To say that the ashes we will receive are a sign of joy does not deny that we are sinners, or that there is great sin and evil in our world. On the contrary: Our ashes proclaim to our world, loud and clear, that sin is real and that we are, individually and socially, afflicted by sin.
At the same time, the ashes we show the world proclaim God’s love and mercy toward us. Think of the prayer we hear when we receive ashes on our foreheads: “Repent and believe in the Gospel.” Repentance, turning from sin so we can turn toward God, is only possible because God so loves us—“God so loved the world”—that he intervened in this world, giving us his Son, human like us in all things but sin, to give us the chance to be saved. God sent his Son, Jesus Christ, so that our repentance would have a point: We turn from sin to turn toward God, to recommit to living as God has lived among us in the person of Jesus. Without God’s initiative toward our salvation in this way, we would have no reason to repent: We would turn from our sin, but toward whom, if not God?
Repentance makes sense, and our salvation is possible, only because God loves us and wants us to be with him in eternal life. Yet it is not enough for God that God wants each of us to be saved. No, God wants us to proclaim this message to the whole world. God sends us forth, today with blessed ashes as a sign of God’s love, God’s mercy toward us, to be, as St. Paul says in his Second Letter to the Corinthians, “ambassadors for Christ.”
“Now is the day of salvation,” St. Paul proclaims. We proclaim this same message with ashes as St. Paul once proclaimed in words.
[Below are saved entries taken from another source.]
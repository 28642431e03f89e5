//! Core data types for air-quality observations and derived views

use chrono::{DateTime, Utc};
use serde::{Deserialize, Serialize};

/// Sentinel city selection meaning "no city filter".
pub const ALL_CITIES: &str = "All Cities";

/// Sentinel month selection meaning "no month filter".
pub const ALL_MONTHS: &str = "All Months";

/// Short month names in calendar order, as used by month selection.
pub const MONTHS: [&str; 12] = [
    "Jan", "Feb", "Mar", "Apr", "May", "Jun", "Jul", "Aug", "Sep", "Oct", "Nov", "Dec",
];

/// Pollutant concentrations for one observation (ug/m3)
///
/// Fields are optional because upstream rows may omit any of them.
#[derive(Debug, Clone, Default, PartialEq, Serialize, Deserialize)]
pub struct Components {
    #[serde(skip_serializing_if = "Option::is_none")]
    pub pm2_5: Option<f64>,
    #[serde(skip_serializing_if = "Option::is_none")]
    pub pm10: Option<f64>,
    #[serde(skip_serializing_if = "Option::is_none")]
    pub o3: Option<f64>,
    #[serde(skip_serializing_if = "Option::is_none")]
    pub no2: Option<f64>,
    #[serde(skip_serializing_if = "Option::is_none")]
    pub so2: Option<f64>,
}

/// One historical observation for a city
///
/// `datetime` is `None` when the upstream timestamp failed to parse; such
/// records are excluded from date-based derivations but otherwise kept.
#[derive(Debug, Clone, PartialEq, Serialize, Deserialize)]
pub struct Record {
    pub datetime: Option<DateTime<Utc>>,
    pub city_name: String,
    pub aqi: f64,
    pub components: Components,
}

/// A forecast observation from the predictions endpoint
#[derive(Debug, Clone, PartialEq, Serialize, Deserialize)]
pub struct Prediction {
    pub datetime: Option<DateTime<Utc>>,
    pub aqi: f64,
    #[serde(skip_serializing_if = "Option::is_none")]
    pub city_name: Option<String>,
}

/// Mean AQI for one calendar month present in the data
#[derive(Debug, Clone, PartialEq, Serialize)]
pub struct MonthlyAverage {
    pub month: String,
    pub aqi: f64,
}

/// Mean AQI for one hour of day; always 24 of these, `aqi == 0.0` when the
/// hour had no observations
#[derive(Debug, Clone, PartialEq, Serialize)]
pub struct HourlyPattern {
    pub hour: String,
    pub aqi: f64,
}

/// Provenance of a point in the merged chart series
#[derive(Debug, Clone, Copy, PartialEq, Eq, Serialize, Deserialize)]
#[serde(rename_all = "lowercase")]
pub enum SeriesKind {
    Historical,
    Prediction,
}

/// One point of the merged historical + prediction chart series
#[derive(Debug, Clone, PartialEq, Serialize)]
pub struct ChartPoint {
    pub datetime: Option<DateTime<Utc>>,
    pub aqi: f64,
    #[serde(rename = "type")]
    pub kind: SeriesKind,
}

impl ChartPoint {
    pub fn is_prediction(&self) -> bool {
        self.kind == SeriesKind::Prediction
    }
}

/// Projection of a record for the pollutant-correlation scatter view
#[derive(Debug, Clone, PartialEq, Serialize)]
pub struct CorrelationPoint {
    pub pm25: Option<f64>,
    pub pm10: Option<f64>,
    pub o3: Option<f64>,
    pub aqi: f64,
    pub display_date: String,
}

/// Average concentration of one pollutant, chart-ready
#[derive(Debug, Clone, PartialEq, Serialize)]
pub struct PollutantLevel {
    pub name: String,
    pub value: f64,
}

/// Health-risk descriptor with the upstream color resolved to a CSS class
#[derive(Debug, Clone, PartialEq, Serialize)]
pub struct HealthRisk {
    pub level: String,
    pub css_class: String,
    pub description: String,
}

impl Default for HealthRisk {
    fn default() -> Self {
        Self {
            level: "N/A".to_string(),
            css_class: color_class(None).to_string(),
            description: "N/A".to_string(),
        }
    }
}

/// Map an upstream risk color to its display class.
///
/// Unknown or absent colors fall back to the neutral class.
pub fn color_class(color: Option<&str>) -> &'static str {
    match color {
        Some("green") => "bg-green-500",
        Some("yellow") => "bg-yellow-500",
        Some("orange") => "bg-orange-500",
        Some("red") => "bg-red-500",
        Some("purple") => "bg-purple-500",
        _ => "bg-blue-500",
    }
}

/// Summary metrics for the selected city
#[derive(Debug, Clone, Default, PartialEq, Serialize, Deserialize)]
pub struct CityMetrics {
    #[serde(default)]
    pub average_aqi: f64,
    #[serde(default)]
    pub primary_pollutant: String,
    #[serde(default)]
    pub trend: String,
}

/// One city marker for the AQI heatmap
#[derive(Debug, Clone, PartialEq, Serialize, Deserialize)]
pub struct HeatmapPoint {
    pub lat: f64,
    pub lon: f64,
    pub avg_aqi: f64,
    pub city_name: String,
    pub data_points: u64,
}

/// The dashboard view a consumer is currently showing
#[derive(Debug, Clone, Copy, Default, PartialEq, Eq, Serialize, Deserialize)]
#[serde(rename_all = "lowercase")]
pub enum ActiveView {
    #[default]
    Prediction,
    Components,
    Monthly,
    Patterns,
    Health,
    Heatmap,
    Correlations,
}

impl ActiveView {
    pub fn as_str(&self) -> &'static str {
        match self {
            ActiveView::Prediction => "prediction",
            ActiveView::Components => "components",
            ActiveView::Monthly => "monthly",
            ActiveView::Patterns => "patterns",
            ActiveView::Health => "health",
            ActiveView::Heatmap => "heatmap",
            ActiveView::Correlations => "correlations",
        }
    }
}

impl std::str::FromStr for ActiveView {
    type Err = anyhow::Error;

    fn from_str(s: &str) -> Result<Self, Self::Err> {
        match s {
            "prediction" => Ok(ActiveView::Prediction),
            "components" => Ok(ActiveView::Components),
            "monthly" => Ok(ActiveView::Monthly),
            "patterns" => Ok(ActiveView::Patterns),
            "health" => Ok(ActiveView::Health),
            "heatmap" => Ok(ActiveView::Heatmap),
            "correlations" => Ok(ActiveView::Correlations),
            other => Err(anyhow::anyhow!("unknown view: {other}")),
        }
    }
}

/// User-controlled selection driving every derived view
#[derive(Debug, Clone, PartialEq)]
pub struct Selection {
    pub city: String,
    pub month: String,
    pub view: ActiveView,
}

impl Default for Selection {
    fn default() -> Self {
        Self {
            city: ALL_CITIES.to_string(),
            month: ALL_MONTHS.to_string(),
            view: ActiveView::default(),
        }
    }
}

impl Selection {
    /// Value of the `city` query parameter for the API.
    pub fn city_param(&self) -> &str {
        if self.city == ALL_CITIES {
            "all"
        } else {
            &self.city
        }
    }
}

/// AQI severity band (index thresholds 1/2/3/4)
#[derive(Debug, Clone, Copy, PartialEq, Eq)]
pub enum AqiBand {
    Good,
    Moderate,
    UnhealthySensitive,
    Unhealthy,
    VeryUnhealthy,
}

impl AqiBand {
    pub fn from_aqi(aqi: f64) -> Self {
        if aqi <= 1.0 {
            AqiBand::Good
        } else if aqi <= 2.0 {
            AqiBand::Moderate
        } else if aqi <= 3.0 {
            AqiBand::UnhealthySensitive
        } else if aqi <= 4.0 {
            AqiBand::Unhealthy
        } else {
            AqiBand::VeryUnhealthy
        }
    }

    pub fn label(&self) -> &'static str {
        match self {
            AqiBand::Good => "Good",
            AqiBand::Moderate => "Moderate",
            AqiBand::UnhealthySensitive => "Unhealthy for Sensitive Groups",
            AqiBand::Unhealthy => "Unhealthy",
            AqiBand::VeryUnhealthy => "Very Unhealthy",
        }
    }
}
Undoubtedly, we might feel (and perhaps we should feel) a hint of unworthiness to be ambassadors, messengers, prophets of God’s salvation in Christ in the way God has sent us into the world to be. The older form of the prayer when we received ashes on Ash Wednesday was from the Book of Genesis, after Adam and Eve eat the fruit of the tree of knowledge of good and evil: “Remember that you are dust, and unto dust you shall return.”
If we are honest with ourselves, I think it will be easy for us to remember how weak and sinful we are, our world is, the human condition is, fallen from the original state in which God created and blessed us. And we will be a bit broken-hearted about our sin.
The prophet Joel says to us today, “Rend your hearts and not your clothing.” We turn to God, our hearts broken by our sin. And God turns us back out into our wanting world, saying: O redeemed sinners, whom I have brought back to myself by the blood of the cross, now go out into the world wearing ashes. These ashes are not about you, God might say to us. This season of repentance we call Lent is not about us, sisters and brothers, or about our sin. Lent and our ashes are about God sending us back out into the world to be ambassadors of God’s love, grace, and mercy, for “now is the acceptable time; see, now is the day of salvation.”